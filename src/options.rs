//! Verification options.

use std::fmt;
use std::sync::Arc;

use crate::decompress::AudioDecoderFactory;

/// Options for [`Verifier`](crate::Verifier).
#[derive(Clone)]
pub struct VerifyOptions {
    /// Decode threads. `0` uses one per CPU.
    pub workers: usize,
    /// Queue slots per worker between pipeline stages.
    pub queue_depth: usize,
    /// Bytes of decoded blocks the dedup cache may hold.
    pub cache_budget: u64,
    /// Idle buffers kept by the buffer pool.
    pub pool_max_idle: usize,
    /// Decode repeated blocks before the main pass.
    pub preload: bool,
    /// FLAC frame decoder for `flac`, `cdfl` and FLAC AVHuff blocks.
    pub audio: Option<Arc<dyn AudioDecoderFactory>>,
}

impl Default for VerifyOptions {
    fn default() -> Self {
        Self {
            workers: 0,
            queue_depth: 5,
            cache_budget: 1 << 30,
            pool_max_idle: 256,
            preload: true,
            audio: None,
        }
    }
}

impl fmt::Debug for VerifyOptions {
    fn fmt(&self, f: &mut fmt::Formatter<'_>) -> fmt::Result {
        f.debug_struct("VerifyOptions")
            .field("workers", &self.workers)
            .field("queue_depth", &self.queue_depth)
            .field("cache_budget", &self.cache_budget)
            .field("pool_max_idle", &self.pool_max_idle)
            .field("preload", &self.preload)
            .field("audio", &self.audio.is_some())
            .finish()
    }
}

impl VerifyOptions {
    pub fn new() -> Self {
        Self::default()
    }

    pub fn with_workers(mut self, workers: usize) -> Self {
        self.workers = workers;
        self
    }

    pub fn with_queue_depth(mut self, depth: usize) -> Self {
        self.queue_depth = depth;
        self
    }

    pub fn with_cache_budget(mut self, bytes: u64) -> Self {
        self.cache_budget = bytes;
        self
    }

    pub fn with_pool_max_idle(mut self, max_idle: usize) -> Self {
        self.pool_max_idle = max_idle;
        self
    }

    pub fn with_preload(mut self, preload: bool) -> Self {
        self.preload = preload;
        self
    }

    pub fn with_audio(mut self, factory: Arc<dyn AudioDecoderFactory>) -> Self {
        self.audio = Some(factory);
        self
    }

    /// Worker count with `0` resolved.
    pub fn effective_workers(&self) -> usize {
        if self.workers == 0 {
            num_cpus::get().max(1)
        } else {
            self.workers
        }
    }

    /// Capacity of each pipeline queue.
    pub fn queue_capacity(&self) -> usize {
        self.queue_depth.max(1) * self.effective_workers()
    }
}

#[cfg(test)]
mod tests {
    use super::*;

    #[test]
    fn test_defaults() {
        let opts = VerifyOptions::default();
        assert_eq!(opts.queue_depth, 5);
        assert_eq!(opts.cache_budget, 1024 * 1024 * 1024);
        assert!(opts.preload);
        assert!(opts.effective_workers() >= 1);
    }

    #[test]
    fn test_builder() {
        let opts = VerifyOptions::new()
            .with_workers(3)
            .with_queue_depth(2)
            .with_cache_budget(0)
            .with_preload(false);
        assert_eq!(opts.effective_workers(), 3);
        assert_eq!(opts.queue_capacity(), 6);
        assert_eq!(opts.cache_budget, 0);
        assert!(!opts.preload);
        assert!(format!("{opts:?}").contains("audio: false"));
    }
}
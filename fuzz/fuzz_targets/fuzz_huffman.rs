#![no_main]
use chd_verify::decompress::{BitReader, HuffmanDecoder, RleHuffmanDecoder};
use libfuzzer_sys::fuzz_target;

fuzz_target!(|data: &[u8]| {
    if data.is_empty() {
        return;
    }

    // Byte 0: tree format (huffman-coded or RLE) and output length
    let mode = data[0];
    let input = &data[1..];
    let mut reader = BitReader::new(input);

    if mode & 1 == 0 {
        let mut decoder = HuffmanDecoder::new(256, 16);
        if decoder.import_tree_huffman(&mut reader).is_ok() {
            for _ in 0..(mode as usize * 4) {
                if decoder.decode_one(&mut reader).is_err() {
                    break;
                }
            }
        }
    } else {
        let mut decoder = RleHuffmanDecoder::new(16);
        if decoder.import_tree_rle(&mut reader).is_ok() {
            decoder.reset();
            for _ in 0..(mode as usize * 4) {
                if decoder.decode_one(&mut reader).is_err() {
                    break;
                }
            }
        }
    }
    let _ = reader.overflow();
});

* Task description: State the number of lines in the material holding the word "blocks". Add nothing else.

* Output for this exercise: 3